Question

Use a graphing utility. Graph \(y=x^{3}, y=x^{3},\) and \(y=x^{7}\) on the same screen. What do you notice is the same about each graph? What do you notice is different?

Short answer

All graphs are odd, symmetric about the origin, and pass through \((0,0)\). Higher-degree polynomials are flatter near the origin and steeper away from it.

Step-by-step solution

- Understand the Equations

The equations given are polynomial functions: 1. \( y = x^{3} \) (cubic function) 2. \( y = x^{5} \) (quintic function) 3. \( y = x^{7} \) (septic function). These are all odd-degree polynomials.

- Use a Graphing Utility

Use any graphing utility (like Desmos, GeoGebra, or a graphing calculator) to graph all three equations on the same coordinate plane. Input the equations individually and ensure they are displayed together.

- Observe the Graphs

Observe the shapes and behaviors of the graphs of the equations. Notice how each curve passes through the origin \((0,0)\) and extends towards \((-∞, -∞)\) and \((∞, ∞)\).

- Identify Similarities

All graphs are odd functions, symmetric about the origin, and pass through the origin. They all have similar 'S' like shapes because these are odd-degree polynomials.

- Identify Differences

Higher degree polynomials like \( y = x^{7} \) are flatter near the origin and steeper as \( x \) moves away from 0, compared to \( y = x^{3} \) and \( y = x^{5} \). As the degree increases, the graph becomes steeper faster.

Key concepts

Understanding Odd-Degree Polynomials

Odd-degree polynomials, like those in the given exercise, are functions where the highest power of the variable is an odd number. In this exercise, the functions are cubic ( y = x^3 ), quintic ( y = x^5 ), and septic ( y = x^7 ) polynomials.

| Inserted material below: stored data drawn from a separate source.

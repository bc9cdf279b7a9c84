//! Upload Page
//!
//! Drives [`UploadPipeline`] with browser timers: an interval advances the
//! cosmetic progress while the request is in flight, then the analyzing and
//! redirect delays run before moving on to the results view.

use gloo_timers::callback::Interval;
use gloo_timers::future::TimeoutFuture;
use leptos::*;
use leptos_router::*;
use wasm_bindgen::JsCast;

use aura::analysis::UPLOAD_FALLBACK_ERROR;
use aura::upload::{
    UploadFile, UploadPhase, UploadPipeline, ACCEPTED_EXTENSIONS, ADVISORY_MAX_BYTES,
    SUPPORTED_FORMATS,
};

use crate::api;
use crate::components::DnaHelix;

fn millis(d: std::time::Duration) -> u32 {
    d.as_millis().min(u32::MAX as u128) as u32
}

#[component]
pub fn Upload() -> impl IntoView {
    let navigate = use_navigate();

    let pipeline = create_rw_signal(UploadPipeline::default());
    let picked = store_value(None::<web_sys::File>);
    let ticker = store_value(None::<Interval>);

    on_cleanup(move || ticker.set_value(None));

    let choose = move |file: web_sys::File| {
        let upload = UploadFile::metadata(file.name(), file.size() as u64);
        let mut accepted = false;
        pipeline.update(|p| match p.select_file(upload) {
            Ok(()) => accepted = true,
            Err(e) => web_sys::console::warn_1(&format!("File not selected: {}", e).into()),
        });
        if accepted {
            picked.set_value(Some(file));
        }
    };

    let on_change = move |ev: ev::Event| {
        let file = ev
            .target()
            .and_then(|t| t.dyn_into::<web_sys::HtmlInputElement>().ok())
            .and_then(|input| input.files())
            .and_then(|files| files.get(0));
        if let Some(file) = file {
            choose(file);
        }
    };

    let on_drop = move |ev: ev::DragEvent| {
        ev.prevent_default();
        let file = ev
            .data_transfer()
            .and_then(|dt| dt.files())
            .and_then(|files| files.get(0));
        if let Some(file) = file {
            choose(file);
        }
    };

    let on_clear = move |_| {
        pipeline.update(|p| {
            if p.clear().is_ok() {
                picked.set_value(None);
            }
        });
    };

    let on_upload = move |_| {
        let mut started = None;
        pipeline.update(|p| started = Some(p.begin_upload()));
        if !matches!(started, Some(Ok(_))) {
            return;
        }
        let Some(file) = picked.get_value() else {
            return;
        };

        let timing = pipeline.with_untracked(|p| p.timing().clone());
        ticker.set_value(Some(Interval::new(millis(timing.tick_interval), move || {
            pipeline.update(|p| {
                p.tick();
            });
        })));

        let navigate = navigate.clone();
        spawn_local(async move {
            let outcome = api::predict_risk(&file, UPLOAD_FALLBACK_ERROR).await;
            ticker.set_value(None);

            let result = match outcome {
                Ok(result) => result,
                Err(message) => {
                    pipeline.update(|p| {
                        let _ = p.upload_failed(Some(message));
                    });
                    return;
                }
            };

            pipeline.update(|p| {
                let _ = p.upload_succeeded(result);
            });
            TimeoutFuture::new(millis(timing.analyzing_delay)).await;

            let mut analyzed = None;
            pipeline.update(|p| analyzed = p.analysis_elapsed().ok());
            let Some(result) = analyzed else {
                return;
            };
            if let Err(e) = api::save_result(&result) {
                web_sys::console::error_1(&format!("Could not store analysis: {}", e).into());
                pipeline.update(|p| {
                    let _ = p.store_failed();
                });
                return;
            }

            TimeoutFuture::new(millis(timing.redirect_delay)).await;
            let mut redirect = None;
            pipeline.update(|p| redirect = p.take_redirect());
            if let Some(route) = redirect {
                navigate(route.path(), Default::default());
            }
        });
    };

    let phase = move || pipeline.with(|p| p.phase());
    let busy = move || phase().is_busy();

    view! {
        <div class="container mx-auto px-4 py-8 max-w-3xl space-y-8">
            <div>
                <h1 class="text-3xl font-bold">"Upload Genomic Data"</h1>
                <p class="text-gray-400 mt-1">"We'll analyze your file for disease risks"</p>
            </div>

            <label
                class="block border-2 border-dashed border-[#1a2744] hover:border-[#0077cc] rounded-xl p-10 text-center cursor-pointer transition-colors"
                on:dragover=|ev: ev::DragEvent| ev.prevent_default()
                on:drop=on_drop
            >
                <input
                    type="file"
                    accept=ACCEPTED_EXTENSIONS
                    class="hidden"
                    disabled=busy
                    on:change=on_change
                />
                <div class="text-4xl mb-3">"📁"</div>
                <p class="font-medium">"Drop your file here or click to browse"</p>
                <p class="text-sm text-gray-500 mt-1">
                    {format!("Maximum file size: {} MB", ADVISORY_MAX_BYTES / (1024 * 1024))}
                </p>
            </label>

            {move || pipeline.with(|p| p.file().cloned()).map(|file| view! {
                <div class="flex items-center justify-between bg-[#0f1629] rounded-lg px-4 py-3 border border-[#1a2744]">
                    <div>
                        <p class="font-medium">{file.name.clone()}</p>
                        <p class="text-sm text-gray-400">{file.size_mb_label()}</p>
                    </div>
                    <button
                        on:click=on_clear
                        disabled=busy
                        class="text-sm text-gray-400 hover:text-white disabled:opacity-50"
                    >
                        "Remove"
                    </button>
                </div>
            })}

            {move || pipeline.with(|p| p.error().map(str::to_string)).map(|message| view! {
                <div class="bg-[#ff3d3d]/10 border border-[#ff3d3d] text-[#ff3d3d] rounded-lg px-4 py-3 text-sm">
                    {message}
                </div>
            })}

            <Show when=move || phase().is_busy() || phase() == UploadPhase::Done>
                <div class="bg-[#0f1629] rounded-xl p-6 border border-[#1a2744] space-y-4">
                    <Show when=move || phase() == UploadPhase::Analyzing>
                        <DnaHelix size=120.0 rungs=20 />
                    </Show>
                    <div class="flex justify-between text-sm">
                        <span>{move || phase().label()}</span>
                        <span>{move || format!("{}%", pipeline.with(|p| p.progress()))}</span>
                    </div>
                    <div class="h-2 bg-[#1a2744] rounded-full">
                        <div
                            class="h-2 bg-[#0077cc] rounded-full transition-all"
                            style=move || format!("width: {}%", pipeline.with(|p| p.progress()))
                        />
                    </div>
                </div>
            </Show>

            <button
                on:click=on_upload
                disabled=busy
                class="w-full py-3 bg-[#0077cc] hover:bg-[#1a9bff] disabled:opacity-50 rounded-lg font-medium"
            >
                {move || if busy() { phase().label() } else { "Upload & Analyze" }}
            </button>

            <section>
                <h2 class="text-lg font-semibold mb-3">"Supported Formats"</h2>
                <div class="grid md:grid-cols-2 gap-3">
                    {SUPPORTED_FORMATS
                        .iter()
                        .map(|(name, description)| view! {
                            <div class="bg-[#0f1629] rounded-lg px-4 py-3 border border-[#1a2744]">
                                <span class="font-medium">{*name}</span>
                                <span class="text-sm text-gray-400 ml-2">{*description}</span>
                            </div>
                        })
                        .collect_view()}
                </div>
            </section>
        </div>
    }
}
//! AURA CLI
//!
//! Command-line client for the AURA services:
//! - Sign in, register, edit the profile
//! - Upload genomic data and view the risk analysis
//! - Fetch prevention plans
//! - Inspect routes and health metrics

use anyhow::{bail, Context, Result};
use chrono::Datelike;
use clap::{Parser, Subcommand};
use std::io::Write;
use std::path::{Path, PathBuf};
use std::sync::Arc;

use aura::analysis::{open_results, PlanController, PlanState, PreventionPlan, ResultsEntry};
use aura::client::HttpClient;
use aura::config::{generate_default_config, Config};
use aura::health::{self, MetricKind, DASHBOARD_STATS};
use aura::persist::{FileStore, ResultStore};
use aura::routing::{guard, navigate, AuthStatus, GuardDecision, Route};
use aura::session::{ProfileFields, SessionManager, PROFILE_UPDATE_SUCCESS};
use aura::upload::{run_upload, Navigator, UploadFile, UploadPhase, UploadPipeline, SUPPORTED_FORMATS};
use aura::validation::{LoginForm, RegistrationForm};
use aura::AnalysisResult;

#[derive(Parser)]
#[command(name = "aura")]
#[command(version = env!("CARGO_PKG_VERSION"))]
#[command(about = "Genomic risk assessment from the command line")]
#[command(long_about = "AURA analyzes your genomic data for disease risks and builds personalized prevention plans.\nUpload a VCF, CSV, FASTA, PED, BED or PDF file to get started.")]
pub struct Cli {
    #[command(subcommand)]
    pub command: Commands,

    /// Config file (default: search the usual locations)
    #[arg(short, long, global = true)]
    pub config: Option<PathBuf>,

    /// Output format (table, json)
    #[arg(short, long, default_value = "table", global = true)]
    pub format: String,
}

#[derive(Subcommand)]
pub enum Commands {
    /// Sign in
    Login {
        #[arg(short, long)]
        email: String,
        #[arg(short, long, env = "AURA_PASSWORD", hide_env_values = true)]
        password: String,
    },

    /// Create an account
    Register {
        #[arg(short, long)]
        username: String,
        #[arg(short, long)]
        email: String,
        #[arg(short, long, env = "AURA_PASSWORD", hide_env_values = true)]
        password: String,
        /// Password confirmation (default: same as --password)
        #[arg(long)]
        confirm: Option<String>,
    },

    /// Sign out and forget the saved login
    Logout,

    /// Show the signed-in user
    Whoami,

    /// Show or edit the profile
    Profile {
        /// Fields to change, e.g. --set bloodgroup=O+ --set height=172
        #[arg(short, long)]
        set: Vec<String>,
    },

    /// Upload a genomic data file for analysis
    Upload {
        /// VCF, CSV, FASTA, PED, BED or PDF file
        file: PathBuf,
    },

    /// Show the latest analysis
    Results,

    /// Get the prevention plan for one identified risk
    Plan {
        /// Risk name as shown by `aura results`
        risk: String,
    },

    /// Show where a path leads for the current session
    Route {
        path: String,
    },

    /// Show dashboard and 30-day health metrics
    Metrics {
        /// Seed for the 30-day series (default: today's date)
        #[arg(long)]
        seed: Option<u64>,
    },

    /// Generate default config file
    Config {
        /// Output path (default: stdout)
        #[arg(short, long)]
        output: Option<PathBuf>,
    },
}

/// Prints navigation instead of switching views
struct CliNavigator;

impl Navigator for CliNavigator {
    fn navigate(&self, route: Route) {
        eprintln!("-> {}", route);
    }
}

#[tokio::main]
async fn main() -> Result<()> {
    let cli = Cli::parse();

    let config = match &cli.config {
        Some(path) => Config::load_with_env(path)?,
        None => Config::load_default(),
    };
    aura::logging::init(&config.logging);

    if let Commands::Config { output } = &cli.command {
        return write_config(output.as_deref());
    }

    let client = Arc::new(HttpClient::new(&config.api)?);
    let data_path = config.storage.data_path();
    let store = Arc::new(
        FileStore::new(&data_path)
            .with_context(|| format!("Cannot open data directory {:?}", data_path))?,
    );

    let mut session = SessionManager::new(client.clone(), store.clone());
    session.restore().await;
    let json = cli.format == "json";

    match cli.command {
        Commands::Login { email, password } => {
            require_access(Route::Login, &session)?;
            let form = LoginForm { email, password };
            let user = session.login(&form).await?;
            println!("Signed in as {}", user.display_name());
        }

        Commands::Register {
            username,
            email,
            password,
            confirm,
        } => {
            require_access(Route::Register, &session)?;
            let form = RegistrationForm {
                username,
                email,
                confirm_password: confirm.unwrap_or_else(|| password.clone()),
                password,
            };
            let strength = form.strength();
            let user = session.register(&form).await?;
            println!(
                "Welcome, {}! (password strength {}/5)",
                user.display_name(),
                strength.score()
            );
        }

        Commands::Logout => {
            session.logout()?;
            println!("Signed out");
        }

        Commands::Whoami => {
            require_access(Route::Dashboard, &session)?;
            let user = session.user().context("Not signed in")?;
            if json {
                println!("{}", serde_json::to_string_pretty(user)?);
            } else {
                println!("Hello, {}", user.display_name());
                println!("  Email: {}", user.email);
                print_profile(&user.profile);
            }
        }

        Commands::Profile { set } => {
            require_access(Route::Profile, &session)?;
            let mut fields = session.user().context("Not signed in")?.profile.clone();

            if set.is_empty() {
                print_profile(&fields);
                return Ok(());
            }

            for assignment in &set {
                let (key, value) = assignment
                    .split_once('=')
                    .with_context(|| format!("Expected key=value, got {:?}", assignment))?;
                fields.set(key.trim(), value)?;
            }

            let user = session.update_profile(&fields).await?;
            println!("{}", PROFILE_UPDATE_SUCCESS);
            print_profile(&user.profile);
        }

        Commands::Upload { file } => {
            require_access(Route::Upload, &session)?;
            let upload = read_upload(&file)?;

            if !upload.has_accepted_extension() {
                let formats: Vec<&str> = SUPPORTED_FORMATS.iter().map(|(name, _)| *name).collect();
                eprintln!(
                    "Note: {} is not a recognized format ({})",
                    upload.name,
                    formats.join(", ")
                );
            }
            eprintln!("{} ({})", upload.name, upload.size_mb_label());

            let mut pipeline = UploadPipeline::new(config.upload.timing());
            pipeline.select_file(upload)?;

            let result = run_upload(
                &mut pipeline,
                client.as_ref(),
                store.as_ref(),
                &CliNavigator,
                print_progress,
            )
            .await;
            eprintln!();

            let result = result?;
            print_results(&result, json)?;
        }

        Commands::Results => {
            require_access(Route::Results, &session)?;
            let result = stored_result(store.as_ref())?;
            print_results(&result, json)?;
        }

        Commands::Plan { risk } => {
            require_access(Route::Results, &session)?;
            let result = stored_result(store.as_ref())?;
            let risk = result
                .find_risk(&risk)
                .with_context(|| format!("No risk named {:?} in the latest analysis", risk))?;

            let mut controller = PlanController::new(client.clone());
            controller.select(risk);

            match controller.settle().await {
                PlanState::Ready(plan) => print_plan(&risk.risk_name, &plan, json)?,
                _ => println!("No prevention plan available for {}", risk.risk_name),
            }
        }

        Commands::Route { path } => {
            let nav = navigate(&path, session.state().status());
            if json {
                let hops: Vec<&str> = nav.redirects.iter().map(|r| r.path()).collect();
                println!(
                    "{}",
                    serde_json::json!({
                        "requested": path,
                        "route": nav.route.path(),
                        "loading": nav.loading,
                        "redirects": hops,
                    })
                );
            } else {
                for hop in &nav.redirects {
                    println!("redirect -> {}", hop);
                }
                println!("{} ({})", nav.route, nav.route.title());
            }
        }

        Commands::Metrics { seed } => {
            require_access(Route::HealthMetrics, &session)?;
            let seed = seed.unwrap_or_else(today_seed);
            print_metrics(seed, json)?;
        }

        Commands::Config { output } => write_config(output.as_deref())?,
    }

    Ok(())
}

/// Refuse commands whose view the session may not open
fn require_access(route: Route, session: &SessionManager) -> Result<()> {
    match access_denial(route, session.state().status()) {
        None => Ok(()),
        Some(message) => bail!(message),
    }
}

/// Why a command for `route` may not run, if it may not
fn access_denial(route: Route, status: AuthStatus) -> Option<String> {
    match guard(route, status) {
        GuardDecision::Render => None,
        GuardDecision::Redirect(Route::Login) => {
            Some("Sign in first: aura login --email <EMAIL>".to_string())
        }
        GuardDecision::Redirect(Route::Dashboard) => {
            Some("Already signed in. Run `aura logout` first.".to_string())
        }
        other => Some(format!("{} is not available ({:?})", route, other)),
    }
}

fn write_config(output: Option<&Path>) -> Result<()> {
    let config = generate_default_config();

    match output {
        Some(path) => {
            if let Some(parent) = path.parent() {
                std::fs::create_dir_all(parent)?;
            }
            std::fs::write(path, &config)?;
            println!("Config written to {:?}", path);
        }
        None => {
            print!("{}", config);
        }
    }
    Ok(())
}

fn read_upload(path: &Path) -> Result<UploadFile> {
    let bytes = std::fs::read(path).with_context(|| format!("Cannot read {:?}", path))?;
    let name = path
        .file_name()
        .map(|n| n.to_string_lossy().to_string())
        .unwrap_or_else(|| "upload".to_string());
    Ok(UploadFile::new(name, bytes))
}

fn stored_result(store: &dyn ResultStore) -> Result<AnalysisResult> {
    match open_results(store.load_result()?.as_deref()) {
        ResultsEntry::Render(result) => Ok(result),
        ResultsEntry::Redirect(_) => bail!("No analysis yet. Upload a file first: aura upload <FILE>"),
    }
}

fn print_progress(pipeline: &UploadPipeline) {
    let filled = pipeline.progress() as usize / 5;
    let label = match pipeline.phase() {
        UploadPhase::Failed => pipeline.error().unwrap_or_default(),
        phase => phase.label(),
    };
    eprint!(
        "\r[{:<20}] {:>3}% {:<30}",
        "#".repeat(filled),
        pipeline.progress(),
        label
    );
    let _ = std::io::stderr().flush();
}

fn print_profile(profile: &ProfileFields) {
    println!("{:<12} {}", "Field", "Value");
    println!("{}", "-".repeat(30));
    for key in ProfileFields::KEYS {
        let value = profile.get(key);
        println!("{:<12} {}", key, if value.is_empty() { "-" } else { value.as_str() });
    }
}

fn print_results(result: &AnalysisResult, json: bool) -> Result<()> {
    if json {
        println!("{}", serde_json::to_string_pretty(result)?);
        return Ok(());
    }

    let info = result.file_info();
    println!("File:      {}", info.file_name);
    println!("Format:    {}", info.format);
    println!("Processed: {}", info.processed_at);
    println!("Status:    {}", info.status);
    println!();

    let views = result.risk_views();
    if views.is_empty() {
        println!("No risks identified.");
        return Ok(());
    }

    println!("{:<30} {:>6}  {:<14} {}", "Risk", "Score", "Tier", "Reason");
    println!("{}", "-".repeat(80));
    for view in views {
        println!(
            "{:<30} {:>6}  {:<14} {}",
            view.name,
            view.percent,
            view.severity.to_string(),
            view.reason
        );
    }
    Ok(())
}

fn print_plan(risk: &str, plan: &PreventionPlan, json: bool) -> Result<()> {
    if json {
        println!("{}", serde_json::to_string_pretty(plan)?);
        return Ok(());
    }

    let lifestyle = &plan.lifestyle_plan;
    println!("Prevention plan: {}", risk);
    println!();
    println!("Lifestyle");
    println!("  Exercise: {}", lifestyle.exercise);
    println!("  Sleep:    {}", lifestyle.sleep);
    println!("  Stress:   {}", lifestyle.stress_management);
    println!();
    println!("Medication & monitoring");
    println!("  Schedule: {}", plan.medication_and_monitoring.monitoring_schedule);
    for med in plan.displayed_meds() {
        println!("  - {}", med);
    }
    Ok(())
}

fn print_metrics(seed: u64, json: bool) -> Result<()> {
    let days = health::monthly_series(seed);

    if json {
        let series: Vec<_> = days
            .iter()
            .map(|d| {
                serde_json::json!({
                    "day": d.day,
                    "steps": d.steps,
                    "heart_rate": d.heart_rate,
                    "sleep": d.sleep,
                    "calories": d.calories,
                })
            })
            .collect();
        println!("{}", serde_json::to_string_pretty(&series)?);
        return Ok(());
    }

    for stat in DASHBOARD_STATS {
        println!("{:<14} {:>8}  {}", stat.label, stat.value, stat.trend);
    }
    println!();

    for kind in MetricKind::ALL {
        let values = kind.series(&days);
        let avg = values.iter().sum::<f64>() / values.len().max(1) as f64;
        println!("{:<16} {:>8}  (30-day avg {:.1})", kind.label(), kind.headline(), avg);
    }
    println!();

    println!("{:<5} {:>7} {:>5} {:>6} {:>9}", "Day", "Steps", "HR", "Sleep", "Calories");
    println!("{}", "-".repeat(36));
    for d in &days {
        println!(
            "{:<5} {:>7} {:>5} {:>6.1} {:>9}",
            d.day,
            health::format_thousands(d.steps as u64),
            d.heart_rate,
            d.sleep,
            health::format_thousands(d.calories as u64)
        );
    }
    Ok(())
}

fn today_seed() -> u64 {
    chrono::Utc::now().date_naive().num_days_from_ce() as u64
}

These polynomials have distinct characteristics:

• They all pass through the origin (0,0) .
• Their general shape resembles an 'S'-curve.
• The ends of the graph extend towards (- ∞, ∞ ) and ( ∞, ∞ ) as x moves away from zero in both positive and negative directions.

One interesting thing about odd-degree polynomials is that they are symmetric about the origin. This means the graph of an odd-degree polynomial looks the same if rotated 180 degrees about the origin.

The general behavior of these functions is quite uniform hence making predictions about the graph’s appearance more intuitive once you know the degree of the polynomial.

Utilizing a Graphing Utility

To graph polynomial functions effectively, it's highly recommended to use a graphing utility. Tools like Desmos, GeoGebra, or even a graphing calculator can help you visualize these functions easily.

Here’s how you can use a graphing utility:

• Input each of the equations ( y = x^3 , y = x^5 , and y = x^7 ) into the graphing tool.
• Make sure all graphs are displayed on the same coordinate plane to compare them directly.
• Adjust the scale if necessary to observe the shape and behavior of the graphs clearly.

Seeing the graphs on the same plane will help you directly observe their similarities and differences. For example, you'll notice how they all pass through (0,0) and extend in opposite directions towards infinity.
Using these tools not only makes the process easier, but it also provides a visual aid which is crucial in understanding the behavior of polynomials.

Exploring Function Behavior

Understanding the behavior of polynomial functions is key in graph analysis. Odd-degree polynomials, in particular, have unique traits worth noting.

Firstly, let's look at what’s similar:

• All graphs are odd functions meaning they exhibit rotational symmetry about the origin.
• They all intersect the origin (0,0) .
• Each function displays an 'S'-shaped curve.

When it comes to differences:

• Higher degree polynomials like y = x^7 are noticeably flatter near the origin compared to y = x^3 and y = x^5 .
• As you move away from zero, higher-degree polynomials get steeper faster. This means that y = x^7 will rise or fall more sharply compared to y = x^3 or y = x^5 .

The higher the degree of the polynomial, the more extreme these behaviors become. Observing these properties helps in predicting how alterations in polynomial equations affect their graphs, which is crucial for more advanced mathematical studies.
Understanding these behaviors not only aids in academic exercises but also in real-world applications where polynomial functions are used to model various phenomena.